Esta relatividad valorativa nos acosa por todos lados hasta el aturdimiento. Pareciera no existir un solo punto firme del cual prendernos aunque lo necesitamos y ansiamos desesperadamente. No obstante, sí existen elementos de objetividad de los cuales asirnos, pero para descubrirlos es necesario hacer un alto en el camino y revisar la filosofía que está detrás de nuestros actos.
Todos los individuos tienen algo de filósofos. No es que se dediquen a la disciplina académica que recibe ese nombre y de la que quizá huirían como de la peste. Pero aún así son filósofos sin saberlo pues tienen ideas básicas y creencias arraigadas que, acertadas o erróneas, se reflejan en su modo de actuar. Es filosofía aplicada. En verdad, los mejores filósofos son gente común, sencilla pero consecuente, que ha dado con verdades básicas que les guían y saben ser felices con ello, mientras que puede haber muchos profesores de filosofía que tienen su vida hecha un desastre.
Revisar y cuestionar nuestra filosofía, esas ideas arraigadas sobre el mundo y la vida, es lo que hace la diferencia entre un discurrir inercial meramente rutinario y uno consciente. Es la diferencia entre vivir y sobrevivir, o, lo que es lo mismo, entre experimentar la existencia como yendo en una nave al garete o tomar posesión del timón. Nada hay más necesario ni más gratificante que hacer esto último. El premio consiste en la dicha o paz interior que se alcanza a medida que va habiendo mayor congruencia entre lo que pensamos y sentimos con lo que decimos y hacemos.
Esta congruencia se refiere a todas las áreas de actividad. La moral no es algo que pueda confinarse a la intimidad, a las relaciones familiares o de amistad donde rige la lógica de la generosidad, separándola del mundo laboral y productivo con la excusa de que en los asuntos del mercado o de la política priva otra lógica: la de competencia despiadada y rivalidad feroz. Cuando se actúa conforme a estas premisas, la misma persona practica dos visiones valorativas contrapuestas que, lógicamente, producen dos conductas contradictorias. Se asume una moral para los días de trabajo y otra para los fines de semana.

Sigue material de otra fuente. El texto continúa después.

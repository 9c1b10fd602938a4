//! Messari REST API client implementation.

use std::collections::BTreeMap;
use std::time::Duration;

use reqwest::blocking::Client as HttpClient;
use reqwest::header::{CONTENT_TYPE, HeaderMap, HeaderValue, RETRY_AFTER, USER_AGENT};
use secrecy::{ExposeSecret, SecretString};
use serde_json::Value;
use tracing::debug;
use url::Url;

use crate::error::{ApiFailure, MessariError};
use crate::registry::{EndpointDescriptor, EndpointRegistry, HttpMethod};

/// Base URL for the Messari REST API.
pub const MESSARI_BASE_URL: &str = "https://api.messari.io";

/// Environment variable consulted when no API key is passed explicitly.
pub const MESSARI_API_KEY_ENV: &str = "MESSARI_API_KEY";

/// Header carrying the API key on every request.
const API_KEY_HEADER: &str = "x-messari-api-key";

/// Default per-request timeout.
const DEFAULT_TIMEOUT: Duration = Duration::from_secs(15);

/// Parameters for a single [`MessariClient::call`] invocation.
///
/// Path and query values accept anything convertible to [`serde_json::Value`];
/// scalars are rendered onto the wire with booleans as `true`/`false` and
/// numbers in their display form. Query keys outside the endpoint's allow-list
/// are dropped at dispatch, not rejected.
///
/// # Example
///
/// ```rust
/// use messari_api_client::CallParams;
///
/// let params = CallParams::new()
///     .path("exchangeIdentifier", "binance")
///     .query("limit", 20)
///     .query("hasMarketData", true);
/// ```
#[derive(Debug, Default, Clone)]
pub struct CallParams {
    path: BTreeMap<String, Value>,
    query: BTreeMap<String, Value>,
    headers: Vec<(String, String)>,
    body: Option<Value>,
}

impl CallParams {
    /// Create an empty parameter set.
    pub fn new() -> Self {
        Self::default()
    }

    /// Set the value for one `{placeholder}` in the path template.
    pub fn path(mut self, name: impl Into<String>, value: impl Into<Value>) -> Self {
        self.path.insert(name.into(), value.into());
        self
    }

    /// Set one query parameter.
    pub fn query(mut self, name: impl Into<String>, value: impl Into<Value>) -> Self {
        self.query.insert(name.into(), value.into());
        self
    }

    /// Merge a set of path parameters, e.g. a decoded JSON object.
    pub fn paths(mut self, values: impl IntoIterator<Item = (String, Value)>) -> Self {
        self.path.extend(values);
        self
    }

    /// Merge a set of query parameters, e.g. a decoded JSON object.
    pub fn queries(mut self, values: impl IntoIterator<Item = (String, Value)>) -> Self {
        self.query.extend(values);
        self
    }

    /// Add a header sent on top of the client defaults.
    pub fn header(mut self, name: impl Into<String>, value: impl Into<String>) -> Self {
        self.headers.push((name.into(), value.into()));
        self
    }

    /// Attach a JSON body, sent for non-GET endpoints.
    pub fn body(mut self, body: Value) -> Self {
        self.body = Some(body);
        self
    }
}

/// The Messari REST API client.
///
/// A thin, registry-driven wrapper: [`call`](Self::call) turns an endpoint key
/// plus parameters into one blocking HTTP exchange and hands the decoded JSON
/// back untouched. Configuration (API key, base URL, timeout) is fixed at
/// construction; the client holds no mutable state and can be shared freely.
///
/// # Example
///
/// ```rust,no_run
/// use messari_api_client::{CallParams, MessariClient};
///
/// fn main() -> Result<(), Box<dyn std::error::Error>> {
///     // Key from the MESSARI_API_KEY environment variable.
///     let client = MessariClient::new()?;
///
///     let params = CallParams::new().query("assetIDs", "bitcoin,ethereum");
///     let details = client.call("assets.details", &params)?;
///     println!("{}", messari_api_client::pretty(&details));
///     Ok(())
/// }
/// ```
pub struct MessariClient {
    http_client: HttpClient,
    base_url: String,
    api_key: SecretString,
    registry: EndpointRegistry,
}

impl MessariClient {
    /// Create a client with default settings and the key from the
    /// [`MESSARI_API_KEY`](MESSARI_API_KEY_ENV) environment variable.
    pub fn new() -> Result<Self, MessariError> {
        Self::builder().build()
    }

    /// Create a new client builder.
    pub fn builder() -> MessariClientBuilder {
        MessariClientBuilder::new()
    }

    /// The endpoint registry backing this client.
    pub fn registry(&self) -> &EndpointRegistry {
        &self.registry
    }

    /// Call a registered endpoint.
    ///
    /// Resolves the descriptor for `key`, substitutes path parameters into the
    /// template, filters query parameters against the allow-list, performs the
    /// HTTP exchange and decodes the response body as JSON. An empty 2xx body
    /// decodes to [`Value::Null`].
    ///
    /// Every invocation is one independent, synchronous request-response
    /// exchange; nothing is retried or cached.
    pub fn call(&self, key: &str, params: &CallParams) -> Result<Value, MessariError> {
        let descriptor = self.registry.get(key)?;
        let path = resolve_path(descriptor, &params.path)?;
        let query = filter_query(descriptor, &params.query);
        let url = format!("{}{}", self.base_url, path);

        debug!(endpoint = key, method = %descriptor.method, url = %url, "dispatching request");

        let mut request = self
            .http_client
            .request(descriptor.method.as_reqwest(), &url)
            .header(API_KEY_HEADER, self.api_key.expose_secret())
            .query(&query);
        for (name, value) in &params.headers {
            request = request.header(name.as_str(), value.as_str());
        }
        if let Some(body) = &params.body {
            if descriptor.method != HttpMethod::Get {
                request = request.json(body);
            }
        }

        let response = request.send()?;
        self.parse_response(&url, response)
    }

    /// Map an HTTP response to a decoded payload or a typed error.
    fn parse_response(
        &self,
        url: &str,
        response: reqwest::blocking::Response,
    ) -> Result<Value, MessariError> {
        let status = response.status();
        let retry_after_secs = parse_retry_after(response.headers());
        let body = response.text()?;

        if status.is_success() {
            if body.trim().is_empty() {
                return Ok(Value::Null);
            }
            return serde_json::from_str(&body).map_err(|e| {
                MessariError::Api(ApiFailure::malformed(
                    format!("failed to decode response body: {e}"),
                    url,
                ))
            });
        }

        let error_body: Option<Value> = serde_json::from_str(&body).ok();
        match status.as_u16() {
            401 | 403 => Err(MessariError::Auth {
                status: status.as_u16(),
                body: error_body,
            }),
            429 => Err(MessariError::RateLimited {
                retry_after_secs,
                body: error_body,
            }),
            _ => {
                let message = if body.trim().is_empty() {
                    format!("HTTP {status}")
                } else {
                    body.trim().to_string()
                };
                Err(MessariError::Api(ApiFailure::http(
                    status.as_u16(),
                    message,
                    error_body,
                    url,
                )))
            }
        }
    }
}

impl std::fmt::Debug for MessariClient {
    fn fmt(&self, f: &mut std::fmt::Formatter<'_>) -> std::fmt::Result {
        f.debug_struct("MessariClient")
            .field("base_url", &self.base_url)
            .field("api_key", &"[REDACTED]")
            .field("endpoints", &self.registry.len())
            .finish()
    }
}

/// Builder for [`MessariClient`].
pub struct MessariClientBuilder {
    api_key: Option<String>,
    base_url: String,
    timeout: Duration,
    user_agent: Option<String>,
    registry: Option<EndpointRegistry>,
}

A primera vista pareciera cómodo tener esta doble moral, pero la realidad es que el resultado es patológico individual y socialmente. No es posible que las mismas personas se rijan por valores opuestos sin que tal desarmonía genere una verdadera esquizofrenia, una personalidad dividida, una interioridad resquebrajada. Como lo individual y lo social son cosas que no pueden separarse impunemente, cuando los individuos se comportan dentro de esta esquizofrenia la realidad cobrará sus intereses tarde o temprano en diversas formas de desajuste personal y caos social.
Lo saludable es desechar la doble moral y actuar en cualquier lugar y momento conforme a las mismas motivaciones profundas. La ausencia de esta congruencia es la fuente de toda corrupción y no lo olvidemos: la corrupción hace que la ciencia se vuelva arma; el arte propaganda; la bondad ostentación; y la justicia negocio.